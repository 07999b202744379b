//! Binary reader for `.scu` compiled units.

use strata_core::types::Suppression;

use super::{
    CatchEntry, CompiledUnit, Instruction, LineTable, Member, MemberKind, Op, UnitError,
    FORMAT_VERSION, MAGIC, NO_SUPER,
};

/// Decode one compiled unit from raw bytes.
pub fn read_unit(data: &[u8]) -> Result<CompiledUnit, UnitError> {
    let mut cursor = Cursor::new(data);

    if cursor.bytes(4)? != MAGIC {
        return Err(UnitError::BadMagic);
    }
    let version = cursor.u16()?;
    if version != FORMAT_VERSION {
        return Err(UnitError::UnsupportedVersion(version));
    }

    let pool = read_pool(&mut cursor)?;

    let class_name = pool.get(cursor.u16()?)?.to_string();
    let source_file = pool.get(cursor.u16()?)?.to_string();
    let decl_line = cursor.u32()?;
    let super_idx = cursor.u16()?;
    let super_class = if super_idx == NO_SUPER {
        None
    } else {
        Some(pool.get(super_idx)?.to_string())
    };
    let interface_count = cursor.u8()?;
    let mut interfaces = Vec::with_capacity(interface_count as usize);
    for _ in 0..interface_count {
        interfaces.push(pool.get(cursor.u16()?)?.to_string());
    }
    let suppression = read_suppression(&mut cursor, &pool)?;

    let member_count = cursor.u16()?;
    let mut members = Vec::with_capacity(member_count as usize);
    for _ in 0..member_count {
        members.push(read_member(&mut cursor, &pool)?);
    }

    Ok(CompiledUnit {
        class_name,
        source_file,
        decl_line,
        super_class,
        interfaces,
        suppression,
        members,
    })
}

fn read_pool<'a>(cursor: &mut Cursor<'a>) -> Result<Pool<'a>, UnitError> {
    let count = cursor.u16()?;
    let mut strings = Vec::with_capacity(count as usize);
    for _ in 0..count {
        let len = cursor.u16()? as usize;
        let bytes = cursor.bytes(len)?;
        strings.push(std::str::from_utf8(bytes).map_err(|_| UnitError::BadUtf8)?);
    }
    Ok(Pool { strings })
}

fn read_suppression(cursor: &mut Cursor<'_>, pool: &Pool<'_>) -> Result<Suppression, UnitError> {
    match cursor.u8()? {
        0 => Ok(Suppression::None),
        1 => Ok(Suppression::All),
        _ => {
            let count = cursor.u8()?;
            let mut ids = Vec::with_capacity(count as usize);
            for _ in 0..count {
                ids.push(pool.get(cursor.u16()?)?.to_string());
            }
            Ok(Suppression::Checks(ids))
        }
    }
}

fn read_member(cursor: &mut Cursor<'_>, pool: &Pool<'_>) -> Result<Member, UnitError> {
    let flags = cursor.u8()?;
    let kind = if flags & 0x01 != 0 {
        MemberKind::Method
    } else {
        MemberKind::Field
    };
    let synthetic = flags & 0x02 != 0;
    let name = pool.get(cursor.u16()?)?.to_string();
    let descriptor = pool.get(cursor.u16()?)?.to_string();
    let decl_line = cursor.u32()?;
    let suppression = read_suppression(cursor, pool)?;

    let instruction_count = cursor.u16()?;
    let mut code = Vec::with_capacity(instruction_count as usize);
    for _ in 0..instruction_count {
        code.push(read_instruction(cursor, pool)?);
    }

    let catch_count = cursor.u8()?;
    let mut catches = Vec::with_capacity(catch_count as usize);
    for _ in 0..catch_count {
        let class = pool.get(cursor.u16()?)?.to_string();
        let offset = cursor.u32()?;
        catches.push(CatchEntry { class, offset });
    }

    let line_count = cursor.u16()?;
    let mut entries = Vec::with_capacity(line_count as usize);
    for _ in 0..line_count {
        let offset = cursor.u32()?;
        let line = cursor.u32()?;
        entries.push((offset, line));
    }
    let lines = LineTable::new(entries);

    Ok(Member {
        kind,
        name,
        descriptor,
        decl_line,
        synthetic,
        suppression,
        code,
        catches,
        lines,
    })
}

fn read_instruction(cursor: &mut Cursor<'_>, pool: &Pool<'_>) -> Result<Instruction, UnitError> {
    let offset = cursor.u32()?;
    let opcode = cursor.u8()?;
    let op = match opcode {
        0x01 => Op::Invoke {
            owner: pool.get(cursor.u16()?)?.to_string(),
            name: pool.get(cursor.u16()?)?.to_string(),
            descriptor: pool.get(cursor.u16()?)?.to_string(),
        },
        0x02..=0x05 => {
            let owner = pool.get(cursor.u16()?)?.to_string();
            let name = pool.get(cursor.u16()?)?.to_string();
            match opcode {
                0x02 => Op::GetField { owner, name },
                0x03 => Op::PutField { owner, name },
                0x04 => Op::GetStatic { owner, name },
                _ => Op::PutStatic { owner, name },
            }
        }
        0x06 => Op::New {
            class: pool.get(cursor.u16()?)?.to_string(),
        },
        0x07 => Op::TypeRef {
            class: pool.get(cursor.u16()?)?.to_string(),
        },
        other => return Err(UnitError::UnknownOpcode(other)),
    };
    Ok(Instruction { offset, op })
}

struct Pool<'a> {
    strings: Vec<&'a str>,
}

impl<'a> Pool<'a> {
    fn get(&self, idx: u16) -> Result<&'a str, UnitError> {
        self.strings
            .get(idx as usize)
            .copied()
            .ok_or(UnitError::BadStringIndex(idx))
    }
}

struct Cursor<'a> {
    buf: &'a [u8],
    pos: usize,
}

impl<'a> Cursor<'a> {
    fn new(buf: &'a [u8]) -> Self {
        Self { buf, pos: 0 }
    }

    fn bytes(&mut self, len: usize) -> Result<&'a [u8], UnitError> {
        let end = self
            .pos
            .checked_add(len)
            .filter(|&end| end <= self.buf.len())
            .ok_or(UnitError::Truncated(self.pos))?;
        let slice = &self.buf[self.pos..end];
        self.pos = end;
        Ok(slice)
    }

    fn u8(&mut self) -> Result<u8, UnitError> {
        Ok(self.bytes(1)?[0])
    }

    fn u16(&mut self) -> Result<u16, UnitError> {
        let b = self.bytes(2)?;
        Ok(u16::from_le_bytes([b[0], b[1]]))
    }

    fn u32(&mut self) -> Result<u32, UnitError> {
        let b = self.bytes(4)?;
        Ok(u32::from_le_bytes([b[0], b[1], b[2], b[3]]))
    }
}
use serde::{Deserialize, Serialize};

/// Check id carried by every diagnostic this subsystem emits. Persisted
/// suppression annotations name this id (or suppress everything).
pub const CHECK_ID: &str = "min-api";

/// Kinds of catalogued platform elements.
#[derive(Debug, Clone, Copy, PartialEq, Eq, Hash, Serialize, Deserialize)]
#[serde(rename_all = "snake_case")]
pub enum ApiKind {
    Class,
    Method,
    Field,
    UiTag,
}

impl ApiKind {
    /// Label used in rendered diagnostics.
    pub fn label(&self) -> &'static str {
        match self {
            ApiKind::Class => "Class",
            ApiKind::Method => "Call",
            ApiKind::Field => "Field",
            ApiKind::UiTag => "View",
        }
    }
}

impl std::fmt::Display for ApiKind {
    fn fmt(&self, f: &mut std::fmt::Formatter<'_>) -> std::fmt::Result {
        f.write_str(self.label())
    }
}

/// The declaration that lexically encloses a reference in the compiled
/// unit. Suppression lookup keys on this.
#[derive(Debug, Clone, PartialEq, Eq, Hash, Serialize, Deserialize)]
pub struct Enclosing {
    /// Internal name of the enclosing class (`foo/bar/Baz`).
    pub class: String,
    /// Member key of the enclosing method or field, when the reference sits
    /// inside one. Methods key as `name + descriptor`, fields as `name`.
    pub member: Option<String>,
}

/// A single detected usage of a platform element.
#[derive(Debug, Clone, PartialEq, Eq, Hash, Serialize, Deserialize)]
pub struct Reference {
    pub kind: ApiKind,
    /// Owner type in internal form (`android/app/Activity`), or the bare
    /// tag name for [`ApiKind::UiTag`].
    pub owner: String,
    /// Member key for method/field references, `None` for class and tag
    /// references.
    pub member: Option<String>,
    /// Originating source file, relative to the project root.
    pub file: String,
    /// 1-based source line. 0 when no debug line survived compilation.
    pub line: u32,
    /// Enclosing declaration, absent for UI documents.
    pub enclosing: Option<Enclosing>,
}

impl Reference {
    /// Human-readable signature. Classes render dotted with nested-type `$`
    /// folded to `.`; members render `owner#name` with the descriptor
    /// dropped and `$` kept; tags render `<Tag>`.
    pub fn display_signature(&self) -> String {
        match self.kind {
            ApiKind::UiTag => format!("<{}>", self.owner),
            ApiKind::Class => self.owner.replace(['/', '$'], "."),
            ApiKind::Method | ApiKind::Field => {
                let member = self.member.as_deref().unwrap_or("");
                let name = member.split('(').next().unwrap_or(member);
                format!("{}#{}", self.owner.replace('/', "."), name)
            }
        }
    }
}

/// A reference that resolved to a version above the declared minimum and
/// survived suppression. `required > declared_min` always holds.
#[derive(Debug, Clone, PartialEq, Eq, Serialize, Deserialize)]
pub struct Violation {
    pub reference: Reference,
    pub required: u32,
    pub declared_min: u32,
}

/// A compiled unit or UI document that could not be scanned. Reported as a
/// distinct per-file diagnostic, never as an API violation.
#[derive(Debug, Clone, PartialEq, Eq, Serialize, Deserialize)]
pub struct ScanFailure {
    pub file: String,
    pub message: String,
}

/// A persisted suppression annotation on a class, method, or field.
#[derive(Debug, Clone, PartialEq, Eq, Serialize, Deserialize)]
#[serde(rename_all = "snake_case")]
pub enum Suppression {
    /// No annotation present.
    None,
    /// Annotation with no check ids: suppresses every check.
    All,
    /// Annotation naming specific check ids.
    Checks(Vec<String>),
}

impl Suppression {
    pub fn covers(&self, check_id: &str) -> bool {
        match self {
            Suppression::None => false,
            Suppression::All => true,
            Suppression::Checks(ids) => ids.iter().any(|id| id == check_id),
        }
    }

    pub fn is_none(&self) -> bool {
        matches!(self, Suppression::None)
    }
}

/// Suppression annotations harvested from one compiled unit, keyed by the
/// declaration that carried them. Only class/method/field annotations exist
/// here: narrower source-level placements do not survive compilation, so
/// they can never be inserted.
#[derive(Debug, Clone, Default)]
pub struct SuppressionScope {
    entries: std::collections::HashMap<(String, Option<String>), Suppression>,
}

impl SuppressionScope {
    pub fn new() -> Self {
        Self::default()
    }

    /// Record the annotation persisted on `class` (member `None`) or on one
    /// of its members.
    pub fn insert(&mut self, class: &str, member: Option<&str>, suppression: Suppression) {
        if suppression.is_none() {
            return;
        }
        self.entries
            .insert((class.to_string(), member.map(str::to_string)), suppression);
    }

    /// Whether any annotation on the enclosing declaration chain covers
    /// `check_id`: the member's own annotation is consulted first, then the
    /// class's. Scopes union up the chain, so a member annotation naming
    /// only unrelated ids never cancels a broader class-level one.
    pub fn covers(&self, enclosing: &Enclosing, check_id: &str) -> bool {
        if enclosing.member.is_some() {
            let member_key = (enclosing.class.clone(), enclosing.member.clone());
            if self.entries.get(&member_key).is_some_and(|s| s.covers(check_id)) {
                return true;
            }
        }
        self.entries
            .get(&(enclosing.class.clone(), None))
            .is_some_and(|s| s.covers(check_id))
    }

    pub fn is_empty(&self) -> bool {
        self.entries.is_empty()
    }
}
☆ ☆ ☆ ☆ ☆ ☆ ☆
> _Problem to solve_: Begin with the first line of the records and reproduce each line as is, ending with the line that holds "let bytes = cursor.bytes(len)?;".

> _Exercise result_:
repository 07999b202744379b
//! Binary reader for `.scu` compiled units.

use strata_core::types::Suppression;

use super::{
    CatchEntry, CompiledUnit, Instruction, LineTable, Member, MemberKind, Op, UnitError,
    FORMAT_VERSION, MAGIC, NO_SUPER,
};

/// Decode one compiled unit from raw bytes.
pub fn read_unit(data: &[u8]) -> Result<CompiledUnit, UnitError> {
    let mut cursor = Cursor::new(data);

    if cursor.bytes(4)? != MAGIC {
        return Err(UnitError::BadMagic);
    }
    let version = cursor.u16()?;
    if version != FORMAT_VERSION {
        return Err(UnitError::UnsupportedVersion(version));
    }

    let pool = read_pool(&mut cursor)?;

    let class_name = pool.get(cursor.u16()?)?.to_string();
    let source_file = pool.get(cursor.u16()?)?.to_string();
    let decl_line = cursor.u32()?;
    let super_idx = cursor.u16()?;
    let super_class = if super_idx == NO_SUPER {
        None
    } else {
        Some(pool.get(super_idx)?.to_string())
    };
    let interface_count = cursor.u8()?;
    let mut interfaces = Vec::with_capacity(interface_count as usize);
    for _ in 0..interface_count {
        interfaces.push(pool.get(cursor.u16()?)?.to_string());
    }
    let suppression = read_suppression(&mut cursor, &pool)?;

    let member_count = cursor.u16()?;
    let mut members = Vec::with_capacity(member_count as usize);
    for _ in 0..member_count {
        members.push(read_member(&mut cursor, &pool)?);
    }

    Ok(CompiledUnit {
        class_name,
        source_file,
        decl_line,
        super_class,
        interfaces,
        suppression,
        members,
    })
}

fn read_pool<'a>(cursor: &mut Cursor<'a>) -> Result<Pool<'a>, UnitError> {
    let count = cursor.u16()?;
    let mut strings = Vec::with_capacity(count as usize);
    for _ in 0..count {
        let len = cursor.u16()? as usize;
        let bytes = cursor.bytes(len)?;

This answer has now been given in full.